Os integrantes do Senado tentarão votar nesta semana os pontos polêmicos da reforma eleitoral, como as restrições para os sites jornalísticos atuarem no período das eleições. Para isso, líderes partidários aceitaram antecipar a votação da matéria para que sejam analisadas as mais de 80 emendas ao texto principal da reforma eleitoral.
Na última quarta-feira (9), os senadores discutiram, por mais de uma hora, a emenda que determina a realização de novas eleições em casos de cassação dos mandatos de governadores e prefeitos por crimes eleitorais. Sem quorum, a votação da emenda foi adiada.
Pela emenda, de autoria do senador Tasso Jereissati (PSDB-CE), as novas eleições só vão ser realizadas se a cassação ocorrer nos dois primeiros anos de governo. Se a cassação acontecer nos dois últimos anos de governo, a emenda prevê a realização de eleições indiretas pelas Assembleias Legislativas. A reforma eleitoral terá que passar por nova votação na Câmara antes de entrar em vigor, já que o Senado fará uma série de alterações ao texto. Para as mudanças valerem nas eleições de 2010, o Congresso tem que concluir a votação da reforma eleitoral até o dia 30 de setembro.

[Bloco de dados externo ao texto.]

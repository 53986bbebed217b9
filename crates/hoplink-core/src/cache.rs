use crate::error::CacheError;
use crate::shortcode::ShortCode;
use async_trait::async_trait;
use serde::{Deserialize, Serialize};
use std::time::Duration;

pub type Result<T> = std::result::Result<T, CacheError>;

/// The subset of a link that sits on the redirect hot path.
///
/// This is what gets serialized into the cache: just enough to answer a
/// redirect without touching the durable store.
#[derive(Debug, Clone, PartialEq, Serialize, Deserialize)]
pub struct CachedLink {
    pub code: String,
    pub destination: String,
    #[serde(skip_serializing_if = "Option::is_none", default)]
    pub custom_domain: Option<String>,
}

impl CachedLink {
    pub fn from_link(link: &crate::link::Link) -> Self {
        Self {
            code: link.code.as_str().to_string(),
            destination: link.destination.clone(),
            custom_domain: link.custom_domain.clone(),
        }
    }
}

/// A volatile cache for resolved links, keyed by short code.
///
/// The cache may be unavailable at any time. Implementations report
/// failures through [`CacheError`], but callers must degrade every
/// failure to a miss (reads) or a no-op (writes) rather than propagate
/// it; a cache outage slows redirects down, it never breaks them.
#[async_trait]
pub trait LinkCache: Send + Sync + 'static {
    /// Gets the cached entry for a code. `Ok(None)` on a miss.
    async fn get(&self, code: &ShortCode) -> Result<Option<CachedLink>>;

    /// Stores an entry under a per-key expiry.
    async fn set_with_ttl(
        &self,
        code: &ShortCode,
        entry: &CachedLink,
        ttl: Duration,
    ) -> Result<()>;

    /// Removes the entry for a code. Not an error if absent.
    async fn delete(&self, code: &ShortCode) -> Result<()>;
}
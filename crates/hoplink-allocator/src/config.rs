use std::time::Duration;
use typed_builder::TypedBuilder;

/// Short-code generation strategy, selected per deployment.
#[derive(Debug, Clone, Copy, PartialEq, Eq, Default)]
pub enum Strategy {
    /// Encode an atomically incremented counter in base62. Collision-free
    /// without any lookup; codes are guessable and grow over time.
    #[default]
    Sequential,
    /// Draw fixed-length codes uniformly from the base62 alphabet and
    /// retry on collision, bounded by `max_retries`.
    Random,
}

/// Allocation configuration.
///
/// `code_length` and `max_retries` only apply to the random strategy.
#[derive(Debug, Clone, TypedBuilder)]
pub struct AllocatorConfig {
    #[builder(default)]
    pub strategy: Strategy,
    #[builder(default = 6)]
    pub code_length: usize,
    #[builder(default = 10)]
    pub max_retries: u32,
    #[builder(default = Duration::from_secs(3600))]
    pub cache_ttl: Duration,
}

impl Default for AllocatorConfig {
    fn default() -> Self {
        Self::builder().build()
    }
}

#[cfg(test)]
mod tests {
    use super::*;

    #[test]
    fn defaults_match_deployment_contract() {
        let config = AllocatorConfig::default();
        assert_eq!(config.strategy, Strategy::Sequential);
        assert_eq!(config.code_length, 6);
        assert_eq!(config.max_retries, 10);
        assert_eq!(config.cache_ttl, Duration::from_secs(3600));
    }
}
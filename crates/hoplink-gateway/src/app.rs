use axum::routing::{get, post, put};
use axum::Router;
use tower_http::trace::TraceLayer;

use crate::handlers::{
    create_link_handler, delete_link_handler, health_handler, link_stats_handler,
    link_summary_handler, list_links_handler, redirect_handler, update_link_handler,
};
use crate::state::AppState;
use hoplink_core::{LinkCache, LinkStore};

pub struct App {}

impl App {
    pub fn router<S: LinkStore, C: LinkCache>(state: AppState<S, C>) -> Router {
        Router::new()
            .route("/health", get(health_handler))
            .nest(
                "/api/links",
                Router::new()
                    .route(
                        "/",
                        post(create_link_handler::<S, C>).get(list_links_handler::<S, C>),
                    )
                    .route(
                        "/{code}",
                        put(update_link_handler::<S, C>).delete(delete_link_handler::<S, C>),
                    )
                    .route("/{code}/stats", get(link_stats_handler::<S, C>))
                    .route("/{code}/summary", get(link_summary_handler::<S, C>)),
            )
            .route("/{code}", get(redirect_handler::<S, C>))
            .layer(TraceLayer::new_for_http())
            .with_state(state)
    }
}
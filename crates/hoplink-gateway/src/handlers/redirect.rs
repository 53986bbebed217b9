use axum::extract::{ConnectInfo, Path, State};
use axum::http::{header, HeaderMap, StatusCode};
use axum::response::{IntoResponse, Response};
use std::net::SocketAddr;

use crate::error::Result;
use crate::extract::request_metadata;
use crate::state::AppState;
use hoplink_core::{LinkCache, LinkStore, ShortCode};

/// `GET /{code}` — the redirect hot path.
///
/// 302 rather than a permanent status: a cached permanent redirect
/// would let user agents skip us entirely and no click would ever be
/// recorded again.
pub async fn redirect_handler<S: LinkStore, C: LinkCache>(
    Path(code): Path<String>,
    State(state): State<AppState<S, C>>,
    ConnectInfo(remote_addr): ConnectInfo<SocketAddr>,
    headers: HeaderMap,
) -> Result<Response> {
    let code = ShortCode::new_unchecked(code);
    let meta = request_metadata(&headers, remote_addr);

    let destination = state.resolver.resolve(&code, meta).await?;
    Ok((StatusCode::FOUND, [(header::LOCATION, destination)]).into_response())
}
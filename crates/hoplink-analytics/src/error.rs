use hoplink_core::StoreError;
use thiserror::Error;

#[derive(Debug, Clone, Error)]
pub enum AnalyticsError {
    #[error("unknown short code: {0}")]
    NotFound(String),
    #[error("window must be between 1 and 365 days, got {0}")]
    InvalidWindow(i64),
    #[error("store error: {0}")]
    Store(#[from] StoreError),
}
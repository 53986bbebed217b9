use jiff::Timestamp;
use serde::{Deserialize, Serialize};

use hoplink_analytics::Overview;
use hoplink_core::Link;

#[derive(Debug, Deserialize)]
pub struct CreateLinkRequest {
    pub destination: String,
    pub alias: Option<String>,
    /// Hours from now until the link expires.
    pub expires_in_hours: Option<i64>,
    pub custom_domain: Option<String>,
    #[serde(default)]
    pub tags: Vec<String>,
}

#[derive(Debug, Serialize)]
pub struct LinkResponse {
    pub code: String,
    pub short_url: String,
    pub destination: String,
    #[serde(skip_serializing_if = "Option::is_none")]
    pub alias: Option<String>,
    #[serde(skip_serializing_if = "Option::is_none")]
    pub custom_domain: Option<String>,
    pub created_at: Timestamp,
    #[serde(skip_serializing_if = "Option::is_none")]
    pub expires_at: Option<Timestamp>,
    pub active: bool,
    pub clicks: u64,
    #[serde(skip_serializing_if = "Option::is_none")]
    pub last_accessed_at: Option<Timestamp>,
    pub tags: Vec<String>,
}

impl LinkResponse {
    pub fn from_link(link: &Link, base_url: &str) -> Self {
        let short_url = match &link.custom_domain {
            Some(domain) => format!("{}/{}", domain.trim_end_matches('/'), link.code),
            None => link.code.to_url(base_url),
        };
        Self {
            code: link.code.as_str().to_string(),
            short_url,
            destination: link.destination.clone(),
            alias: link.alias.clone(),
            custom_domain: link.custom_domain.clone(),
            created_at: link.created_at,
            expires_at: link.expires_at,
            active: link.active,
            clicks: link.clicks,
            last_accessed_at: link.last_accessed_at,
            tags: link.tags.clone(),
        }
    }
}

#[derive(Debug, Deserialize)]
pub struct UpdateLinkRequest {
    pub tags: Option<Vec<String>>,
    pub custom_domain: Option<String>,
}

#[derive(Debug, Deserialize)]
pub struct SummaryParams {
    #[serde(default = "default_window_days")]
    pub days: i64,
}

fn default_window_days() -> i64 {
    7
}

#[derive(Debug, Deserialize)]
pub struct ListParams {
    #[serde(default = "default_page")]
    pub page: u64,
    #[serde(default = "default_limit")]
    pub limit: u64,
    #[serde(default)]
    pub sort_by: SortByParam,
    #[serde(default)]
    pub order: OrderParam,
    pub tag: Option<String>,
}

fn default_page() -> u64 {
    1
}

fn default_limit() -> u64 {
    20
}

#[derive(Debug, Clone, Copy, Default, Deserialize)]
#[serde(rename_all = "snake_case")]
pub enum SortByParam {
    #[default]
    CreatedAt,
    Clicks,
}

#[derive(Debug, Clone, Copy, Default, Deserialize)]
#[serde(rename_all = "snake_case")]
pub enum OrderParam {
    Asc,
    #[default]
    Desc,
}

#[derive(Debug, Serialize)]
pub struct Pagination {
    pub page: u64,
    pub limit: u64,
    pub total: u64,
}

#[derive(Debug, Serialize)]
pub struct ListResponse {
    pub links: Vec<LinkResponse>,
    pub pagination: Pagination,
    pub overview: Overview,
}

#[derive(Serialize)]
pub struct HealthResponse {
    pub status: &'static str,
}
#[cfg(test)]
mod tests {
    use super::*;
    use async_trait::async_trait;
    use hoplink_cache::MokaLinkCache;
    use hoplink_core::{CacheError, ClickEvent, LinkMetaUpdate, ListQuery};
    use hoplink_storage::InMemoryStore;
    use std::sync::atomic::{AtomicU32, Ordering};

    fn service(
        config: AllocatorConfig,
    ) -> AllocatorService<InMemoryStore, MokaLinkCache> {
        AllocatorService::new(
            Arc::new(InMemoryStore::new()),
            Arc::new(MokaLinkCache::new()),
            config,
        )
    }

    fn sequential() -> AllocatorService<InMemoryStore, MokaLinkCache> {
        service(AllocatorConfig::default())
    }

    fn random() -> AllocatorService<InMemoryStore, MokaLinkCache> {
        service(
            AllocatorConfig::builder()
                .strategy(Strategy::Random)
                .build(),
        )
    }

    #[tokio::test]
    async fn sequential_codes_are_distinct_and_increasing() {
        let service = sequential();

        let mut previous = None;
        for _ in 0..5 {
            let allocation = service
                .allocate(AllocateParams::for_destination(format!(
                    "https://example.com/{}",
                    previous.unwrap_or(0)
                )))
                .await
                .unwrap();
            let value = base62::decode(allocation.link().code.as_str()).unwrap();
            if let Some(prev) = previous {
                assert!(value > prev);
            }
            previous = Some(value);
        }
    }

    #[tokio::test]
    async fn first_sequential_code_encodes_counter_one() {
        let service = sequential();
        let allocation = service
            .allocate(AllocateParams::for_destination("https://example.com"))
            .await
            .unwrap();
        assert_eq!(allocation.link().code.as_str(), "1");
    }

    #[tokio::test]
    async fn custom_alias_is_used_verbatim() {
        let service = sequential();
        let allocation = service
            .allocate(AllocateParams {
                alias: Some("my-alias".to_string()),
                ..AllocateParams::for_destination("https://example.com")
            })
            .await
            .unwrap();

        assert!(allocation.is_created());
        assert_eq!(allocation.link().code.as_str(), "my-alias");
        assert_eq!(allocation.link().alias.as_deref(), Some("my-alias"));
    }

    #[tokio::test]
    async fn duplicate_alias_fails() {
        let service = sequential();
        let params = AllocateParams {
            alias: Some("my-alias".to_string()),
            ..AllocateParams::for_destination("https://example.com")
        };

        service.allocate(params.clone()).await.unwrap();
        let err = service.allocate(params).await.unwrap_err();
        assert!(matches!(err, AllocationError::AliasTaken(_)));
    }

    #[tokio::test]
    async fn alias_of_soft_deleted_link_stays_taken() {
        let service = sequential();
        let params = AllocateParams {
            alias: Some("my-alias".to_string()),
            ..AllocateParams::for_destination("https://example.com")
        };
        let allocation = service.allocate(params.clone()).await.unwrap();
        service
            .deactivate(&allocation.link().code)
            .await
            .unwrap();

        let err = service.allocate(params).await.unwrap_err();
        assert!(matches!(err, AllocationError::AliasTaken(_)));
    }

    #[tokio::test]
    async fn malformed_alias_fails() {
        let service = sequential();
        for alias in ["ab", "way-too-long-for-an-alias", "has space"] {
            let err = service
                .allocate(AllocateParams {
                    alias: Some(alias.to_string()),
                    ..AllocateParams::for_destination("https://example.com")
                })
                .await
                .unwrap_err();
            assert!(matches!(err, AllocationError::AliasInvalid(_)), "{alias}");
        }
    }

    #[tokio::test]
    async fn invalid_destination_fails() {
        let service = sequential();
        for destination in ["not-a-url", "ftp://example.com/file", ""] {
            let err = service
                .allocate(AllocateParams::for_destination(destination))
                .await
                .unwrap_err();
            assert!(matches!(err, AllocationError::InvalidUrl(_)), "{destination}");
        }
    }

    #[tokio::test]
    async fn repeated_destination_returns_existing_link() {
        let service = sequential();
        let first = service
            .allocate(AllocateParams::for_destination("https://example.com"))
            .await
            .unwrap();
        let second = service
            .allocate(AllocateParams::for_destination("https://example.com"))
            .await
            .unwrap();

        assert!(first.is_created());
        assert!(!second.is_created());
        assert_eq!(first.link().code, second.link().code);
    }

    #[tokio::test]
    async fn random_codes_have_configured_length() {
        let service = random();
        let allocation = service
            .allocate(AllocateParams::for_destination("https://example.com"))
            .await
            .unwrap();
        assert_eq!(allocation.link().code.as_str().len(), 6);
    }

    #[tokio::test]
    async fn allocation_populates_cache() {
        let store = Arc::new(InMemoryStore::new());
        let cache = Arc::new(MokaLinkCache::new());
        let service = AllocatorService::new(
            Arc::clone(&store),
            Arc::clone(&cache),
            AllocatorConfig::default(),
        );

        let allocation = service
            .allocate(AllocateParams::for_destination("https://example.com"))
            .await
            .unwrap();

        let cached = cache.get(&allocation.link().code).await.unwrap().unwrap();
        assert_eq!(cached.destination, "https://example.com");
    }

    #[tokio::test]
    async fn cache_failure_does_not_fail_allocation() {
        struct BrokenCache;

        #[async_trait]
        impl LinkCache for BrokenCache {
            async fn get(
                &self,
                _code: &ShortCode,
            ) -> Result<Option<CachedLink>, CacheError> {
                Err(CacheError::Unavailable("down".to_string()))
            }
            async fn set_with_ttl(
                &self,
                _code: &ShortCode,
                _entry: &CachedLink,
                _ttl: std::time::Duration,
            ) -> Result<(), CacheError> {
                Err(CacheError::Unavailable("down".to_string()))
            }
            async fn delete(&self, _code: &ShortCode) -> Result<(), CacheError> {
                Err(CacheError::Unavailable("down".to_string()))
            }
        }

        let service = AllocatorService::new(
            Arc::new(InMemoryStore::new()),
            Arc::new(BrokenCache),
            AllocatorConfig::default(),
        );

        let allocation = service
            .allocate(AllocateParams::for_destination("https://example.com"))
            .await
            .unwrap();
        assert!(allocation.is_created());
    }

    #[tokio::test]
    async fn deactivate_clears_flag_and_reports_unknown_codes() {
        let service = sequential();
        let allocation = service
            .allocate(AllocateParams::for_destination("https://example.com"))
            .await
            .unwrap();
        let code = allocation.link().code.clone();

        assert!(service.deactivate(&code).await.unwrap());
        assert!(!service
            .deactivate(&ShortCode::new_unchecked("missing"))
            .await
            .unwrap());
    }

    /// Store wrapper that reports the first `n` existence checks as
    /// collisions, then delegates.
    struct CollidingStore {
        inner: InMemoryStore,
        remaining: AtomicU32,
    }

    impl CollidingStore {
        fn new(collisions: u32) -> Self {
            Self {
                inner: InMemoryStore::new(),
                remaining: AtomicU32::new(collisions),
            }
        }
    }

    #[async_trait]
    impl LinkStore for CollidingStore {
        async fn find_by_code(
            &self,
            code: &ShortCode,
        ) -> Result<Option<Link>, StoreError> {
            self.inner.find_by_code(code).await
        }

        async fn find_by_alias_or_code(
            &self,
            value: &str,
        ) -> Result<Option<Link>, StoreError> {
            let remaining = self.remaining.load(Ordering::SeqCst);
            if remaining > 0 {
                self.remaining.store(remaining - 1, Ordering::SeqCst);
                return Ok(Some(Link::new(
                    ShortCode::new_unchecked(value),
                    "https://taken.example.com",
                )));
            }
            self.inner.find_by_alias_or_code(value).await
        }

        async fn find_by_destination(
            &self,
            destination: &str,
        ) -> Result<Option<Link>, StoreError> {
            self.inner.find_by_destination(destination).await
        }

        async fn insert_unique(&self, link: Link) -> Result<(), StoreError> {
            self.inner.insert_unique(link).await
        }

        async fn update_active_flag(
            &self,
            code: &ShortCode,
            active: bool,
        ) -> Result<(), StoreError> {
            self.inner.update_active_flag(code, active).await
        }

        async fn update_meta(
            &self,
            code: &ShortCode,
            meta: LinkMetaUpdate,
        ) -> Result<(), StoreError> {
            self.inner.update_meta(code, meta).await
        }

        async fn increment_clicks(&self, code: &ShortCode) -> Result<(), StoreError> {
            self.inner.increment_clicks(code).await
        }

        async fn append_click_event(
            &self,
            code: &ShortCode,
            event: ClickEvent,
        ) -> Result<(), StoreError> {
            self.inner.append_click_event(code, event).await
        }

        async fn list_click_events(
            &self,
            code: &ShortCode,
            since: Timestamp,
        ) -> Result<Vec<ClickEvent>, StoreError> {
            self.inner.list_click_events(code, since).await
        }

        async fn count_active(&self) -> Result<u64, StoreError> {
            self.inner.count_active().await
        }

        async fn list_active(&self, query: ListQuery) -> Result<Vec<Link>, StoreError> {
            self.inner.list_active(query).await
        }

        async fn next_sequence(&self, namespace: &str) -> Result<u64, StoreError> {
            self.inner.next_sequence(namespace).await
        }
    }

    #[tokio::test]
    async fn random_retries_past_collisions() {
        let service = AllocatorService::new(
            Arc::new(CollidingStore::new(3)),
            Arc::new(MokaLinkCache::new()),
            AllocatorConfig::builder().strategy(Strategy::Random).build(),
        );

        let allocation = service
            .allocate(AllocateParams::for_destination("https://example.com"))
            .await
            .unwrap();
        assert!(allocation.is_created());
    }

    #[tokio::test]
    async fn random_exhausts_retry_budget() {
        let service = AllocatorService::new(
            Arc::new(CollidingStore::new(10)),
            Arc::new(MokaLinkCache::new()),
            AllocatorConfig::builder().strategy(Strategy::Random).build(),
        );

        let err = service
            .allocate(AllocateParams::for_destination("https://example.com"))
            .await
            .unwrap_err();
        assert!(matches!(err, AllocationError::Exhausted { attempts: 10 }));
    }

    #[tokio::test]
    async fn concurrent_random_allocations_yield_distinct_codes() {
        let store = Arc::new(InMemoryStore::new());
        let service = Arc::new(AllocatorService::new(
            Arc::clone(&store),
            Arc::new(MokaLinkCache::new()),
            AllocatorConfig::builder().strategy(Strategy::Random).build(),
        ));

        let mut handles = vec![];
        for i in 0..100u32 {
            let service = Arc::clone(&service);
            handles.push(tokio::spawn(async move {
                service
                    .allocate(AllocateParams::for_destination(format!(
                        "https://example.com/page/{i}"
                    )))
                    .await
                    .unwrap()
                    .into_link()
                    .code
            }));
        }

        let mut codes = std::collections::HashSet::new();
        for handle in handles {
            codes.insert(handle.await.unwrap());
        }
        assert_eq!(codes.len(), 100);
    }
}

Outros pontos ainda estão sob impasse. Entre os mais polêmicos está o texto em tramitação no Senado que estabelece restrições à internet, como a proibição para que sites e portais de jornalismo façam propaganda eleitoral de candidato, partido político ou coligação. Pelo texto, de autoria dos relatores Eduardo Azeredo (PSDB-MG) e Marco Maciel (DEM-PE), fica vedado aos sites dar tratamento privilegiado a candidato, partido ou coligação, sem motivo jornalístico que justifique.
A emenda proíbe ainda que sites divulguem pesquisas eleitorais com manipulação de dados, ainda que sob a forma de entrevista jornalística. A multa para quem desrespeitar a regra varia de R$ 5.000 a R$ 30 mil.